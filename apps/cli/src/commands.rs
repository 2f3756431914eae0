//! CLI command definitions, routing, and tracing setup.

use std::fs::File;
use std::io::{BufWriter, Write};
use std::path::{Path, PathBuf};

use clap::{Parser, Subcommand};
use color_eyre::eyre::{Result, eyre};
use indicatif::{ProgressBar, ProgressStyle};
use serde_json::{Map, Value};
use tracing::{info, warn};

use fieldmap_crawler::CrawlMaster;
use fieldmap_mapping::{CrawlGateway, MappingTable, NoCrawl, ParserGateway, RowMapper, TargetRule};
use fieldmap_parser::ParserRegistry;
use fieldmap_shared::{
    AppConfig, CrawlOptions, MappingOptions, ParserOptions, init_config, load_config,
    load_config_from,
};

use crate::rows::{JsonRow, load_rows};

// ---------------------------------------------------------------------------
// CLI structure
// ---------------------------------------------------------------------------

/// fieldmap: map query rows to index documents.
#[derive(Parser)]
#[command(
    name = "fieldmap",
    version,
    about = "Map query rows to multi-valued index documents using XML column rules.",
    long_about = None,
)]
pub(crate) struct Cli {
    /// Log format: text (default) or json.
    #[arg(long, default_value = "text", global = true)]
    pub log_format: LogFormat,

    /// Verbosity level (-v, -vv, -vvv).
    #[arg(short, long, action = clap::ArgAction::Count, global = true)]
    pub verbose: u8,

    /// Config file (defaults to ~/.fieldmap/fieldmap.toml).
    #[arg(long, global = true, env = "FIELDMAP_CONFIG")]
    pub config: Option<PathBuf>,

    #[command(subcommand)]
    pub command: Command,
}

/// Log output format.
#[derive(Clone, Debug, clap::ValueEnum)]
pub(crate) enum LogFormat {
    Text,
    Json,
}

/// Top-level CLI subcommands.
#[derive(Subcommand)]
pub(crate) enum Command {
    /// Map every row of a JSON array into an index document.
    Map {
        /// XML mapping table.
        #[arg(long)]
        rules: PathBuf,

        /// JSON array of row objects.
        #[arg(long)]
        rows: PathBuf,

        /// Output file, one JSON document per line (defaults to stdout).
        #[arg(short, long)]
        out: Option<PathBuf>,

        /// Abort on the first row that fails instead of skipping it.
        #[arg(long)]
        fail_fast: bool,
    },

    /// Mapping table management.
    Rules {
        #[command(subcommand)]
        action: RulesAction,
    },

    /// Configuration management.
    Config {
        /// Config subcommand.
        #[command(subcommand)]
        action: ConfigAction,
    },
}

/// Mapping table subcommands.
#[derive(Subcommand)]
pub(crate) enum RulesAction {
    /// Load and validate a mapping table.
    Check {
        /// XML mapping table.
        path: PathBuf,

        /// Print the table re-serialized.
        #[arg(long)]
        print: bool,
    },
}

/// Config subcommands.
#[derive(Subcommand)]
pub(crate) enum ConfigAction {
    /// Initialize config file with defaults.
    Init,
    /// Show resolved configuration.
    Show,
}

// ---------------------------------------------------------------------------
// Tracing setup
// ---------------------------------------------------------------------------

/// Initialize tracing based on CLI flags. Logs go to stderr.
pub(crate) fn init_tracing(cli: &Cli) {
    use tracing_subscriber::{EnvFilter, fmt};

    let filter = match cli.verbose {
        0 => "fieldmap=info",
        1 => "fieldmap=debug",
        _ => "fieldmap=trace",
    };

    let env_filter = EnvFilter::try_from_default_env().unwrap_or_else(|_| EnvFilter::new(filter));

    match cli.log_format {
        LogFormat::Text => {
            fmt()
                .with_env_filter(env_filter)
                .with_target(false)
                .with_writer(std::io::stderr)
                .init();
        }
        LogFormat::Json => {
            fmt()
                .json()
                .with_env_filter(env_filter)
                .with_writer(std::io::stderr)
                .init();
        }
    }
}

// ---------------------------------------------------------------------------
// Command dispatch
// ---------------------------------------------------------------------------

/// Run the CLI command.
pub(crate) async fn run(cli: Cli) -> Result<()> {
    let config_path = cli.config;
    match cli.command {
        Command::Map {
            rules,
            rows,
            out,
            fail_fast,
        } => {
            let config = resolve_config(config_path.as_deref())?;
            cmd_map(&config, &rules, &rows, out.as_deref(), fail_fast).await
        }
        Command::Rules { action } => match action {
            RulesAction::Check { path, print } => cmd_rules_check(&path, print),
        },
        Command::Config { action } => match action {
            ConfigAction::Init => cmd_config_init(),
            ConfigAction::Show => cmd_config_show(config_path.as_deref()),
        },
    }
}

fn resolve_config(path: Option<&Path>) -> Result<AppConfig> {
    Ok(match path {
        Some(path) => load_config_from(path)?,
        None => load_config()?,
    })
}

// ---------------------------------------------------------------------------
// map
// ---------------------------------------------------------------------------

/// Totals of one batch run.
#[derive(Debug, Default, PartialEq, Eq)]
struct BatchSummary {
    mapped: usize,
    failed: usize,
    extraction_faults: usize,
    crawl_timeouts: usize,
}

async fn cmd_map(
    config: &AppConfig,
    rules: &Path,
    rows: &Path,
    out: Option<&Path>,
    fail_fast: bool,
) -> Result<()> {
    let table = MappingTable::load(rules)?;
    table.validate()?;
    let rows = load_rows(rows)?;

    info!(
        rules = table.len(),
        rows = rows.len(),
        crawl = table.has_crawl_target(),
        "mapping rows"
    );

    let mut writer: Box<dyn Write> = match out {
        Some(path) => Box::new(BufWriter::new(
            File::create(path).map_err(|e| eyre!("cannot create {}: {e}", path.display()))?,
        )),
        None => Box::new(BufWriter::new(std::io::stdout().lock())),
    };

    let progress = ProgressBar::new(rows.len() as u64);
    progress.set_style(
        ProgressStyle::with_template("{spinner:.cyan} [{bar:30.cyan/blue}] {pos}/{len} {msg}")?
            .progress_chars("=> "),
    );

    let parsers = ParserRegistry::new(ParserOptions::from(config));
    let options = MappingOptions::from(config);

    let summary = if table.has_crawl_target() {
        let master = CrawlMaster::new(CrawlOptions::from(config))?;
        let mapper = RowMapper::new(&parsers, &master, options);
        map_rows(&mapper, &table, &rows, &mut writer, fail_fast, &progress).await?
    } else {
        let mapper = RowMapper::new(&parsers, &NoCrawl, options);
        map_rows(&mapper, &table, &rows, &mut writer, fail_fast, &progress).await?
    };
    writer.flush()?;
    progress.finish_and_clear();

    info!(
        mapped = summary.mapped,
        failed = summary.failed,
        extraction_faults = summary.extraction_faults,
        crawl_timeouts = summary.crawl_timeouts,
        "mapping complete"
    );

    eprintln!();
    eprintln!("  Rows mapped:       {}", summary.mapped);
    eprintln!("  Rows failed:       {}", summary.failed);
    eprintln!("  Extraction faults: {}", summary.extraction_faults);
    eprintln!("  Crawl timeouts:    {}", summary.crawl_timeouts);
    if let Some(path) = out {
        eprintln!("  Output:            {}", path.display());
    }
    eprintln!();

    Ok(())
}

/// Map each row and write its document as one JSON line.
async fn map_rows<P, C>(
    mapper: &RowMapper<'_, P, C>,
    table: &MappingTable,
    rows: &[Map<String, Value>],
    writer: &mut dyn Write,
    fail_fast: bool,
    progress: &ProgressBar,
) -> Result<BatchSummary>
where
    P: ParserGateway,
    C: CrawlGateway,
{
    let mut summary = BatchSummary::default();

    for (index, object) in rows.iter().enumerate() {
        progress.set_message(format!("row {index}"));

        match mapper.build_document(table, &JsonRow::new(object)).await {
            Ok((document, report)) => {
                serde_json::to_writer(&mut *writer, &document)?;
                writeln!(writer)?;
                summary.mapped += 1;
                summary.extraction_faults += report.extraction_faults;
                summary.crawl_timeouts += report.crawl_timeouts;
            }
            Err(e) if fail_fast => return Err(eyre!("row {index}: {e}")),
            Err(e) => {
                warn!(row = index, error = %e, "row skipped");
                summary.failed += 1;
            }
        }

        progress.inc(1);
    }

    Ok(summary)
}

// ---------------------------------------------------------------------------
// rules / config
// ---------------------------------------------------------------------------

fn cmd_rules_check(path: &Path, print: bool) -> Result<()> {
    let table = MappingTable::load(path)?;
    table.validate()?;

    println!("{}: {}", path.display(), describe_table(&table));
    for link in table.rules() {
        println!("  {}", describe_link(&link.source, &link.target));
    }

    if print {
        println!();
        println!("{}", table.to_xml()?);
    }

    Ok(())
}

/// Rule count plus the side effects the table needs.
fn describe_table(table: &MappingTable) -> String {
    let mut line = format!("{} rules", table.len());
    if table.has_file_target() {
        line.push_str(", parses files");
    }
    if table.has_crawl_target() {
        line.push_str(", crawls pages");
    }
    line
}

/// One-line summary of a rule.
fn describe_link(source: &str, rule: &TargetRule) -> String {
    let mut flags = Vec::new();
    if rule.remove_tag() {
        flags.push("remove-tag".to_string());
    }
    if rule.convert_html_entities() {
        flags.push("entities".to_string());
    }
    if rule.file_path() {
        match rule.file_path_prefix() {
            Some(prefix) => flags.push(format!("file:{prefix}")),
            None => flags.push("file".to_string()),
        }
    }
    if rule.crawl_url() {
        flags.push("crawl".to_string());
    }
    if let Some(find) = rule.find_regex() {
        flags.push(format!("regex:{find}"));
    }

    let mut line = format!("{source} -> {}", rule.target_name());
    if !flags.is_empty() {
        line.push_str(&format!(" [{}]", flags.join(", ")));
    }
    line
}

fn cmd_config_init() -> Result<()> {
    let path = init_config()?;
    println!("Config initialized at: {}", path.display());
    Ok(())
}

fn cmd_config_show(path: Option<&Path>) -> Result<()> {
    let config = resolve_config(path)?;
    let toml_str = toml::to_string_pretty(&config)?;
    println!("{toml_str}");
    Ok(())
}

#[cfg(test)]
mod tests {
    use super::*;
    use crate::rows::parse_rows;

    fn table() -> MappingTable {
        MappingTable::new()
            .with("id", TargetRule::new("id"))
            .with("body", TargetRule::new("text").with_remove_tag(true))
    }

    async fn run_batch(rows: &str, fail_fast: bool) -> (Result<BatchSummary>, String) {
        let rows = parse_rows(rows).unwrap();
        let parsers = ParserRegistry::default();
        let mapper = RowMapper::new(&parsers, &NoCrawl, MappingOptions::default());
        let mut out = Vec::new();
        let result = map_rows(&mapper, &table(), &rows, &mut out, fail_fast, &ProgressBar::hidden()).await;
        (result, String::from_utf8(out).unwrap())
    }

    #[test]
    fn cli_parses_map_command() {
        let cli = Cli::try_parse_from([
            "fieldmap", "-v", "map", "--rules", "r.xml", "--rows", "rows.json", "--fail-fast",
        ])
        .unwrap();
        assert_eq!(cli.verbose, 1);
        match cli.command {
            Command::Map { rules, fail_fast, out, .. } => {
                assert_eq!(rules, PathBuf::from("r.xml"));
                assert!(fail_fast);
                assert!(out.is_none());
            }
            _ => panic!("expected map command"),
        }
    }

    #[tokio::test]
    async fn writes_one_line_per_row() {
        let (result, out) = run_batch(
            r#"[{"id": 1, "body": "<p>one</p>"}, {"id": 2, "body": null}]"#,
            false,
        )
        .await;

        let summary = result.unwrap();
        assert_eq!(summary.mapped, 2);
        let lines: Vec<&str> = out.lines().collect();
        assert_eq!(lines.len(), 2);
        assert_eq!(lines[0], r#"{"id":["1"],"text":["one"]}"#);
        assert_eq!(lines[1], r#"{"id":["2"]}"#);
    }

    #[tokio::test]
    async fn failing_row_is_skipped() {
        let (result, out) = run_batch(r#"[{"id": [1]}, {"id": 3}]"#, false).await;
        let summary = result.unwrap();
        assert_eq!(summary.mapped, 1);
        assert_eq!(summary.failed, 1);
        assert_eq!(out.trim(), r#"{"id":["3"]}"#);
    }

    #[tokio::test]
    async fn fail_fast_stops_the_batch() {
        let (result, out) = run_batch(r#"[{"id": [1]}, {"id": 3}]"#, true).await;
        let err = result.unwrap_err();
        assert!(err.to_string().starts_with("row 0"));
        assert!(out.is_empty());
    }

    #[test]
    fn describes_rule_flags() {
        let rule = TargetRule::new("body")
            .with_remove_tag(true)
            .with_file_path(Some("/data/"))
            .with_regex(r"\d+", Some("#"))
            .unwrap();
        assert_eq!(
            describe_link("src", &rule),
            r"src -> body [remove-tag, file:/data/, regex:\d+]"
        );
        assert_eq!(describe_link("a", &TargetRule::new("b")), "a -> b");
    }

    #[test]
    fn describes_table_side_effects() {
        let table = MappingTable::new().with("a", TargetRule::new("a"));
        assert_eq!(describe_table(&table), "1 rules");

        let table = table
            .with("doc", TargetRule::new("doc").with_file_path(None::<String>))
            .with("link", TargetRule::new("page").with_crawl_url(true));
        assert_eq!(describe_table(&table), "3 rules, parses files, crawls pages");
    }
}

- - - - -

**Exercise requirements**
Search the records above for "BatchSummary". Copy each line where it is found.

**Output of the exercise**
struct BatchSummary {
) -> Result<BatchSummary>
    let mut summary = BatchSummary::default();
    async fn run_batch(rows: &str, fail_fast: bool) -> (Result<BatchSummary>, String) {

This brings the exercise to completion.